A 26-year-old man developed depressed mood, insomnia, poor appetite with weight loss, psychomotor retardation, and suicidal ideation after enlistment in late September 2008. He had no previous personal or family history of psychiatric disorders. His medical history and physical examination were also unremarkable. He had his first depressive episode in May 2007, and then this episode remitted spontaneously 5 months later.

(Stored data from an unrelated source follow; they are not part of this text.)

use serde::{Deserialize, Serialize};

use super::domain::Coordinates;

pub const EARTH_RADIUS_KM: f64 = 6371.0;

/// Score used when neither coordinates nor usable city names are available.
pub const UNKNOWN_LOCATION_SCORE: f64 = 50.0;

/// Upper distance bound (inclusive, km) paired with the score it earns.
const DISTANCE_BANDS: &[(f64, f64)] = &[(10.0, 100.0), (30.0, 80.0), (50.0, 60.0), (100.0, 40.0)];
const BEYOND_BANDS_SCORE: f64 = 20.0;

/// Which branch of the location rules produced the score.
#[derive(Debug, Clone, Copy, PartialEq, Eq, Serialize, Deserialize)]
#[serde(rename_all = "snake_case")]
pub enum LocationBasis {
    Remote,
    Coordinates,
    CityName,
    Unknown,
}

#[derive(Debug, Clone, PartialEq)]
pub struct LocationAssessment {
    pub score: f64,
    pub basis: LocationBasis,
    pub distance_km: Option<f64>,
}

/// Side of the match contributing a location: free text plus optional coordinates.
#[derive(Debug, Clone, Copy)]
pub struct Place<'a> {
    pub text: &'a str,
    pub coordinates: Option<Coordinates>,
}

/// Great-circle distance in kilometers.
pub fn haversine_km(from: Coordinates, to: Coordinates) -> f64 {
    let lat1 = from.latitude.to_radians();
    let lat2 = to.latitude.to_radians();
    let d_lat = (to.latitude - from.latitude).to_radians();
    let d_lon = (to.longitude - from.longitude).to_radians();

    let a = (d_lat / 2.0).sin().powi(2) + lat1.cos() * lat2.cos() * (d_lon / 2.0).sin().powi(2);
    let c = 2.0 * a.sqrt().atan2((1.0 - a).sqrt());
    EARTH_RADIUS_KM * c
}

pub fn distance_score(distance_km: f64) -> f64 {
    DISTANCE_BANDS
        .iter()
        .find(|(limit, _)| distance_km <= *limit)
        .map(|(_, score)| *score)
        .unwrap_or(BEYOND_BANDS_SCORE)
}

/// Lowercase, letters only.
pub fn normalize_city(text: &str) -> String {
    text.to_lowercase()
        .chars()
        .filter(|c| c.is_alphabetic())
        .collect()
}

pub fn is_remote(offer_location: &str) -> bool {
    offer_location.to_lowercase().contains("remote")
}

pub fn assess_location(candidate: Place<'_>, offer: Place<'_>) -> LocationAssessment {
    if is_remote(offer.text) {
        return LocationAssessment {
            score: 100.0,
            basis: LocationBasis::Remote,
            distance_km: None,
        };
    }

    if let (Some(from), Some(to)) = (candidate.coordinates, offer.coordinates) {
        let distance = haversine_km(from, to);
        return LocationAssessment {
            score: distance_score(distance),
            basis: LocationBasis::Coordinates,
            distance_km: Some(distance),
        };
    }

    let candidate_city = normalize_city(candidate.text);
    let offer_city = normalize_city(offer.text);

    let city_score = if candidate_city.is_empty() || offer_city.is_empty() {
        None
    } else if candidate_city == offer_city {
        Some(100.0)
    } else if candidate_city.contains(&offer_city) || offer_city.contains(&candidate_city) {
        Some(80.0)
    } else {
        None
    };

    match city_score {
        Some(score) => LocationAssessment {
            score,
            basis: LocationBasis::CityName,
            distance_km: None,
        },
        // Unrelated names say nothing about distance.
        None => LocationAssessment {
            score: UNKNOWN_LOCATION_SCORE,
            basis: LocationBasis::Unknown,
            distance_km: None,
        },
    }
}

#[cfg(test)]
mod tests {
    use super::*;

    const TUNIS: Coordinates = Coordinates {
        latitude: 36.8065,
        longitude: 10.1815,
    };

    fn place(text: &str, coordinates: Option<Coordinates>) -> Place<'_> {
        Place { text, coordinates }
    }

    #[test]
    fn remote_offers_score_full_regardless_of_case() {
        for text in ["Remote", "FULL REMOTE", "Tunis (remote possible)"] {
            let result = assess_location(place("Sfax", Some(TUNIS)), place(text, None));
            assert_eq!(result.score, 100.0);
            assert_eq!(result.basis, LocationBasis::Remote);
        }
    }

    #[test]
    fn tunis_reference_distance_falls_in_thirty_km_band() {
        let ariana = Coordinates {
            latitude: 36.8989,
            longitude: 10.1658,
        };

        let distance = haversine_km(TUNIS, ariana);
        assert!((distance - 10.3).abs() < 0.2, "distance was {distance}");

        let result = assess_location(place("Tunis", Some(TUNIS)), place("Ariana", Some(ariana)));
        assert_eq!(result.score, 80.0);
        assert_eq!(result.basis, LocationBasis::Coordinates);
    }

    #[test]
    fn band_edges_are_inclusive() {
        assert_eq!(distance_score(0.0), 100.0);
        assert_eq!(distance_score(10.0), 100.0);
        assert_eq!(distance_score(10.0001), 80.0);
        assert_eq!(distance_score(30.0), 80.0);
        assert_eq!(distance_score(50.0), 60.0);
        assert_eq!(distance_score(100.0), 40.0);
        assert_eq!(distance_score(100.5), 20.0);
    }

    #[test]
    fn nearby_point_within_ten_km() {
        let bardo = Coordinates {
            latitude: 36.8092,
            longitude: 10.1406,
        };

        let result = assess_location(place("", Some(TUNIS)), place("", Some(bardo)));
        assert_eq!(result.score, 100.0);
        assert!(result.distance_km.expect("distance computed") < 10.0);
    }

    #[test]
    fn coordinates_take_precedence_over_city_names() {
        let sfax = Coordinates {
            latitude: 34.7406,
            longitude: 10.7603,
        };

        let result = assess_location(place("Tunis", Some(TUNIS)), place("Tunis", Some(sfax)));
        assert_eq!(result.score, 20.0);
    }

    #[test]
    fn city_names_compare_after_normalization() {
        let exact = assess_location(place("  tunis ", None), place("TUNIS", None));
        assert_eq!(exact.score, 100.0);
        assert_eq!(exact.basis, LocationBasis::CityName);

        let contained = assess_location(place("La Marsa", None), place("Marsa", None));
        assert_eq!(contained.score, 80.0);

    }

    #[test]
    fn unrelated_city_names_stay_neutral() {
        let different = assess_location(place("Sousse", None), place("Bizerte", None));
        assert_eq!(different.score, UNKNOWN_LOCATION_SCORE);
        assert_eq!(different.basis, LocationBasis::Unknown);
        assert!(different.distance_km.is_none());
    }

    #[test]
    fn missing_data_is_neutral() {
        let result = assess_location(place("", None), place("Tunis", None));
        assert_eq!(result.score, 50.0);
        assert_eq!(result.basis, LocationBasis::Unknown);

        let digits_only = assess_location(place("1000", None), place("Tunis", None));
        assert_eq!(digits_only.score, 50.0);

        let one_sided = assess_location(place("Tunis", Some(TUNIS)), place("", None));
        assert_eq!(one_sided.score, 50.0);
    }
}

The patient was admitted to a psychiatric inpatient ward on October 10, 2008, with an initial diagnosis of recurrent major depressive disorder. On the second day in the hospital, the patient was given the following agents nightly: sertraline, 50 mg; zolpidem, 10 mg; and alprazolam, 0.5 mg. After 10 days in the hospital, his mood improved rapidly. However, his insomnia persisted, and he responded poorly to nightly doses of clonazepam, 4 mg; flurazepam, 30 mg; and low-dose quetiapine, 25 mg. A low dose of trazodone (50 mg at night time) was started on hospital day 19, and then insomnia improved. However, on hospital day 20 he reported an itchy red rash over his anterior chest. On hospital day 21, the rash had become full blown and covered his entire trunk, presternum and back with morbilliform erythematous macules and papules ( Figure 1 ). After a dermatologic consultation, the trazodone was discontinued and an antihistamine was begun. On hospital day 22, no new lesions were noted. By day 24, the maculopapular rash had resolved.

Discussion

A review of the literature for the period between 1984 and 1986 revealed a total of four cases of dermatologic reactions following use of trazodone. Two cases involved dermatologic eruptions when trazodone was given in daily dosages of 200 mg and 25–50 mg, respectively. 2 , 3 One case of erythema multiforme 4 occurred at a daily dosage of 400 mg, and one case of leukocytoclastic vasculitis 5 was reported at a daily dosage of 350 mg. These dermatologic reactions secondary to trazodone occurred mainly within the regular dosage range given for depression. In our case, the dermatologic reactions occurred after the patient received a much lower dose of trazodone, for alleviating sleep disturbances, and the lesions localized on the presternal region and back. Because of safety issues, we did not use a rechallenge, but the clinical picture and the fact that the lesions resolved after trazodone was discontinued suggest the reaction was a low-dose trazodone-induced eruption.

In addition, there have been no more reports about trazodone-related drug eruptions during the past 20 years. Our experience was a reminder that the common use of trazodone to treat insomnia, even at a low dosage, may lead to drug reactions.